Witam. Prosto wyjaśnione. Zabieram się do wyrobienie juz od kilku lat ale w Wałbrzychu bo wrócił by po latach do wędkowania a bylo słuchać ojca żeby wyrobić od razu a teraz stres na stare lata 😅. Dzięki za instrukcje i życzę rozwoju kanału no i oczywiście połamania kija 😁👊
Mój znajomy mi powiedział że robił opłatę przez internet ale teraz już nie pamięta dokładnie gdzie robił tą opłatę mówił że musiał mieć potwierdzenie opłaty zanim przyjechał na egzamin do koła
Nie opłacałem karty wędkarskiej przez dobre 15 lat i w ogóle ta karta wędkarska mi się zapodziała, ale mam pytanie do znawców :) Co teraz zrobić, aby wyrobić sobie kartę wędkarską? Czy jest np: ta moja karta gdzieś w jakiejś ewidencji i starać się o duplikat, czy przystąpić po raz kolejny do egzaminu i wyrobić sobie na nowo kartę?
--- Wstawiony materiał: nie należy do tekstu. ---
//! tandem-core: shared types, wire format, and configuration.
//! All other Tandem crates depend on this one.

pub mod config;
pub mod membership;
pub mod wire;

pub use membership::{ClientNode, ClusterNetworkRecord, NetworkStructure};
pub use wire::{ConnectionType, ModuleType, PacketInfo, PacketType, WireError};
//! Membership value types and their length-prefixed serialization.
//!
//! These records travel as payloads of HELLO/ALIVE (a bare [`ClientNode`]),
//! ADD/REMOVE ([`ClusterNetworkRecord`]) and NETWORK ([`NetworkStructure`])
//! control packets.
//!
//! Encoding (big-endian):
//!   ClientNode           = host_len:u8, host:[u8; host_len], port:u32
//!   ClusterNetworkRecord = ClientNode, cluster_index:u32
//!   NetworkStructure     = cluster_count:u32, { member_count:u32, ClientNode* }*,
//!                          server_count:u32, ClientNode*

use std::fmt;
use std::net::{Ipv4Addr, SocketAddrV4, ToSocketAddrs};

use bytes::{Buf, BufMut, Bytes, BytesMut};
use serde::{Deserialize, Serialize};

use crate::wire::{WireError, MAX_CLUSTERS};

// ── ClientNode ───────────────────────────────────────────────────────────────

/// Identity of one overlay node: the address its listener is bound to.
#[derive(Debug, Clone, PartialEq, Eq, Hash, PartialOrd, Ord, Serialize, Deserialize)]
pub struct ClientNode {
    pub host: String,
    pub port: u16,
}

impl ClientNode {
    pub fn new(host: impl Into<String>, port: u16) -> Self {
        Self {
            host: host.into(),
            port,
        }
    }

    /// The node that a packet header names as its destination.
    pub fn from_socket(addr: SocketAddrV4) -> Self {
        Self {
            host: addr.ip().to_string(),
            port: addr.port(),
        }
    }

    /// Resolve to an IPv4 socket address.
    ///
    /// IPv4 literals are parsed directly; anything else goes through the
    /// system resolver, which may block.
    pub fn socket_addr(&self) -> Result<SocketAddrV4, WireError> {
        if let Ok(ip) = self.host.parse::<Ipv4Addr>() {
            return Ok(SocketAddrV4::new(ip, self.port));
        }
        (self.host.as_str(), self.port)
            .to_socket_addrs()
            .ok()
            .and_then(|mut addrs| {
                addrs.find_map(|a| match a {
                    std::net::SocketAddr::V4(v4) => Some(v4),
                    std::net::SocketAddr::V6(_) => None,
                })
            })
            .ok_or_else(|| WireError::UnresolvableHost(self.host.clone()))
    }

    /// Same node with its host replaced by the resolved IPv4 literal, so it
    /// compares equal to nodes built from packet headers.
    pub fn canonical(&self) -> Result<Self, WireError> {
        self.socket_addr().map(Self::from_socket)
    }

    pub fn encode_into(&self, buf: &mut BytesMut) -> Result<(), WireError> {
        let host = self.host.as_bytes();
        let len = u8::try_from(host.len()).map_err(|_| WireError::HostTooLong(host.len()))?;
        buf.put_u8(len);
        buf.put_slice(host);
        buf.put_u32(u32::from(self.port));
        Ok(())
    }

    pub fn encode(&self) -> Result<Bytes, WireError> {
        let mut buf = BytesMut::with_capacity(1 + self.host.len() + 4);
        self.encode_into(&mut buf)?;
        Ok(buf.freeze())
    }

    pub fn decode_from(buf: &mut impl Buf) -> Result<Self, WireError> {
        need(&*buf, 1)?;
        let len = buf.get_u8() as usize;
        need(&*buf, len + 4)?;
        let mut host = vec![0u8; len];
        buf.copy_to_slice(&mut host);
        let host = String::from_utf8(host).map_err(|_| WireError::InvalidHost)?;
        let port = buf.get_u32();
        let port = u16::try_from(port).map_err(|_| WireError::InvalidPort(port))?;
        Ok(Self { host, port })
    }

    pub fn decode(mut bytes: &[u8]) -> Result<Self, WireError> {
        Self::decode_from(&mut bytes)
    }
}

impl fmt::Display for ClientNode {
    fn fmt(&self, f: &mut fmt::Formatter<'_>) -> fmt::Result {
        write!(f, "{}:{}", self.host, self.port)
    }
}

// ── ClusterNetworkRecord ─────────────────────────────────────────────────────

/// One membership change: `client` joins or leaves cluster `cluster_index`.
#[derive(Debug, Clone, PartialEq, Eq, Serialize, Deserialize)]
pub struct ClusterNetworkRecord {
    pub client: ClientNode,
    pub cluster_index: usize,
}

impl ClusterNetworkRecord {
    pub fn new(client: ClientNode, cluster_index: usize) -> Self {
        Self {
            client,
            cluster_index,
        }
    }

    pub fn encode(&self) -> Result<Bytes, WireError> {
        let mut buf = BytesMut::with_capacity(1 + self.client.host.len() + 8);
        self.client.encode_into(&mut buf)?;
        buf.put_u32(self.cluster_index as u32);
        Ok(buf.freeze())
    }

    pub fn decode(mut bytes: &[u8]) -> Result<Self, WireError> {
        let client = ClientNode::decode_from(&mut bytes)?;
        need(&bytes, 4)?;
        let cluster_index = bytes.get_u32() as usize;
        Ok(Self {
            client,
            cluster_index,
        })
    }
}

// ── NetworkStructure ─────────────────────────────────────────────────────────

/// Full membership snapshot. `servers[i]` leads `clusters[i]`.
#[derive(Debug, Clone, Default, PartialEq, Eq, Serialize, Deserialize)]
pub struct NetworkStructure {
    pub clusters: Vec<Vec<ClientNode>>,
    pub servers: Vec<ClientNode>,
}

impl NetworkStructure {
    pub fn encode(&self) -> Result<Bytes, WireError> {
        let mut buf = BytesMut::new();
        buf.put_u32(self.clusters.len() as u32);
        for cluster in &self.clusters {
            buf.put_u32(cluster.len() as u32);
            for node in cluster {
                node.encode_into(&mut buf)?;
            }
        }
        buf.put_u32(self.servers.len() as u32);
        for server in &self.servers {
            server.encode_into(&mut buf)?;
        }
        Ok(buf.freeze())
    }

    pub fn decode(mut bytes: &[u8]) -> Result<Self, WireError> {
        need(&bytes, 4)?;
        let cluster_count = bytes.get_u32() as usize;
        if cluster_count > MAX_CLUSTERS {
            return Err(WireError::TooManyClusters(cluster_count));
        }

        let mut clusters = Vec::with_capacity(cluster_count);
        for _ in 0..cluster_count {
            need(&bytes, 4)?;
            let members = bytes.get_u32() as usize;
            // Each member needs at least 5 bytes; reject absurd counts early.
            need(&bytes, members.saturating_mul(5))?;
            let mut cluster = Vec::with_capacity(members);
            for _ in 0..members {
                cluster.push(ClientNode::decode_from(&mut bytes)?);
            }
            clusters.push(cluster);
        }

        need(&bytes, 4)?;
        let server_count = bytes.get_u32() as usize;
        if server_count > MAX_CLUSTERS {
            return Err(WireError::TooManyClusters(server_count));
        }
        let mut servers = Vec::with_capacity(server_count);
        for _ in 0..server_count {
            servers.push(ClientNode::decode_from(&mut bytes)?);
        }

        let structure = Self { clusters, servers };
        structure.validate()?;
        Ok(structure)
    }

    /// One server per cluster, each a member of the cluster it leads.
    pub fn validate(&self) -> Result<(), WireError> {
        if self.clusters.len() != self.servers.len() {
            return Err(WireError::ServerCountMismatch {
                clusters: self.clusters.len(),
                servers: self.servers.len(),
            });
        }
        for (index, (cluster, server)) in self.clusters.iter().zip(&self.servers).enumerate() {
            if !cluster.contains(server) {
                return Err(WireError::ServerNotMember(index));
            }
        }
        Ok(())
    }
}

fn need(buf: &impl Buf, needed: usize) -> Result<(), WireError> {
    if buf.remaining() < needed {
        return Err(WireError::RecordTruncated {
            needed,
            remaining: buf.remaining(),
        });
    }
    Ok(())
}

// ── Tests ────────────────────────────────────────────────────────────────────
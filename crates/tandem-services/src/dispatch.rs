//! Routes reassembled payloads to the listener subscribed for their module.

use std::sync::Arc;

use bytes::Bytes;
use dashmap::mapref::entry::Entry;
use dashmap::DashMap;

use tandem_core::ModuleType;

/// Receives payloads addressed to one module.
///
/// Called from the node's receive task, so implementations should hand
/// long-running work off rather than block.
pub trait MessageListener: Send + Sync {
    fn receive_data(&self, data: Bytes);
}

impl<F> MessageListener for F
where
    F: Fn(Bytes) + Send + Sync,
{
    fn receive_data(&self, data: Bytes) {
        self(data)
    }
}

/// Module id → listener. At most one listener per module.
#[derive(Clone, Default)]
pub struct ModuleDispatcher {
    listeners: Arc<DashMap<ModuleType, Arc<dyn MessageListener>>>,
}

impl ModuleDispatcher {
    pub fn new() -> Self {
        Self::default()
    }

    /// Register `listener` for `module`. An existing subscription is kept
    /// and `false` is returned.
    pub fn subscribe(&self, module: ModuleType, listener: Arc<dyn MessageListener>) -> bool {
        match self.listeners.entry(module) {
            Entry::Occupied(_) => {
                tracing::warn!(?module, "module already subscribed, keeping existing listener");
                false
            }
            Entry::Vacant(slot) => {
                slot.insert(listener);
                tracing::info!(?module, "module subscribed");
                true
            }
        }
    }

    /// Returns `false` if nothing was subscribed.
    pub fn remove_subscription(&self, module: ModuleType) -> bool {
        if self.listeners.remove(&module).is_some() {
            tracing::info!(?module, "module unsubscribed");
            true
        } else {
            tracing::warn!(?module, "no subscription to remove");
            false
        }
    }

    pub fn is_subscribed(&self, module: ModuleType) -> bool {
        self.listeners.contains_key(&module)
    }

    /// Hand `data` to the module's listener. Returns `false` when nobody
    /// listens, in which case the payload is dropped.
    pub fn dispatch(&self, module: ModuleType, data: Bytes) -> bool {
        // Clone out of the map so the listener runs without holding a shard lock.
        let listener = match self.listeners.get(&module) {
            Some(l) => l.value().clone(),
            None => {
                tracing::debug!(?module, len = data.len(), "no listener for module, dropping");
                return false;
            }
        };
        listener.receive_data(data);
        true
    }
}

#[cfg(test)]
mod tests {
    use super::*;
    use std::sync::Mutex;

    fn recorder() -> (Arc<Mutex<Vec<Bytes>>>, Arc<dyn MessageListener>) {
        let seen = Arc::new(Mutex::new(Vec::new()));
        let sink = seen.clone();
        let listener: Arc<dyn MessageListener> =
            Arc::new(move |data: Bytes| sink.lock().unwrap().push(data));
        (seen, listener)
    }

    #[test]
    fn dispatch_reaches_subscriber() {
        let dispatcher = ModuleDispatcher::new();
        let (seen, listener) = recorder();
        assert!(dispatcher.subscribe(ModuleType::Chat, listener));

        assert!(dispatcher.dispatch(ModuleType::Chat, Bytes::from_static(b"hi")));
        assert!(!dispatcher.dispatch(ModuleType::Canvas, Bytes::from_static(b"lost")));
        assert_eq!(seen.lock().unwrap().as_slice(), &[Bytes::from_static(b"hi")]);
    }

    #[test]
    fn resubscribe_keeps_first_listener() {
        let dispatcher = ModuleDispatcher::new();
        let (first, a) = recorder();
        let (second, b) = recorder();
        assert!(dispatcher.subscribe(ModuleType::Ai, a));
        assert!(!dispatcher.subscribe(ModuleType::Ai, b));

        dispatcher.dispatch(ModuleType::Ai, Bytes::from_static(b"x"));
        assert_eq!(first.lock().unwrap().len(), 1);
        assert!(second.lock().unwrap().is_empty());
    }

    #[test]
    fn remove_unregistered_is_a_noop() {
        let dispatcher = ModuleDispatcher::new();
        assert!(!dispatcher.remove_subscription(ModuleType::Cloud));

        let (_, listener) = recorder();
        dispatcher.subscribe(ModuleType::Cloud, listener);
        assert!(dispatcher.remove_subscription(ModuleType::Cloud));
        assert!(!dispatcher.is_subscribed(ModuleType::Cloud));
    }
}
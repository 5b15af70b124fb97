use anyhow::Context;
use tracing::info;
use tracing_subscriber::EnvFilter;

pub(crate) mod analysis;
pub(crate) mod assistant;
pub(crate) mod config;
pub(crate) mod errors;
pub(crate) mod models;
mod router;
mod routes;
pub(crate) mod session;
pub(crate) mod table;
mod templates;

#[tokio::main]
async fn main() -> anyhow::Result<()> {
    dotenvy::dotenv().ok();
    tracing_subscriber::fmt()
        .with_env_filter(
            EnvFilter::try_from_default_env().unwrap_or_else(|_| EnvFilter::new("info")),
        )
        .init();

    let config = config::AppConfig::from_env()?;
    let addr = config.bind_addr;
    let router = router::init_router(config);

    let listener = tokio::net::TcpListener::bind(addr)
        .await
        .with_context(|| format!("Failed to bind {addr}"))?;
    info!("Smart Exam Coach listening on http://{}", addr);
    axum::serve(listener, router)
        .await
        .context("Server error")?;

    Ok(())
}
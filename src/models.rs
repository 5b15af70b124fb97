use serde::{Deserialize, Serialize};

/// One row of the uploaded mock test results.
#[derive(Debug, Clone, PartialEq, Eq)]
pub struct ResultRow {
    pub topic: String,
    pub correct: bool,
}

/// The uploaded result file: raw cells for the preview plus the parsed rows.
#[derive(Debug, Clone, Default)]
pub struct ResultTable {
    pub headers: Vec<String>,
    pub records: Vec<Vec<String>>,
    pub rows: Vec<ResultRow>,
}

#[derive(Debug, Clone, PartialEq, Eq, Serialize)]
pub struct TopicCount {
    pub topic: String,
    pub mistakes: usize,
}

#[derive(Debug, Clone, PartialEq, Eq, Serialize)]
pub struct PlanDay {
    pub day: usize,
    pub topic: String,
}

#[derive(Debug, Clone, PartialEq, Eq, Serialize)]
pub struct RevisionPlan {
    pub days: Vec<PlanDay>,
}

#[derive(Debug, Clone, PartialEq, Eq, Serialize, Deserialize)]
pub struct QuizItem {
    pub topic: String,
    pub question: String,
    pub options: [String; 4],
    pub answer: String,
}

#[derive(Debug, Clone, PartialEq, Eq, Serialize, Deserialize)]
pub struct Flashcard {
    pub topic: String,
    pub question: String,
    pub answer: String,
}

#[derive(Debug, Clone, PartialEq, Serialize)]
pub struct ProgressSummary {
    pub total_wrong: usize,
    pub weak_topic_count: usize,
    pub topics: Vec<TopicBar>,
}

#[derive(Debug, Clone, PartialEq, Serialize)]
pub struct TopicBar {
    pub topic: String,
    pub mistakes: usize,
    /// Bar length relative to the topic with the most mistakes, 0..=100.
    pub percent: u32,
}

/// Anything that belongs to a topic and can be filtered by the weak-topic set.
pub trait Topical {
    fn topic(&self) -> &str;
}

impl Topical for QuizItem {
    fn topic(&self) -> &str {
        &self.topic
    }
}

impl Topical for Flashcard {
    fn topic(&self) -> &str {
        &self.topic
    }
}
Olać tę bandę złodzieji z PZW.Pół tysiaka opłata roczna dla dorosłej osoby na jeden okręg.Siedzą prezesi i kręcą lody za kasę wędkarzy. Jakoś Urząd Morski może wydać zezwolenie na połowy rekreacyjne za 65 zł na cały rok i nie potrzebna jest karta wędkarska a jedynie dowód wpłaty i tożsamości.W PZW co rok to gorzej.... .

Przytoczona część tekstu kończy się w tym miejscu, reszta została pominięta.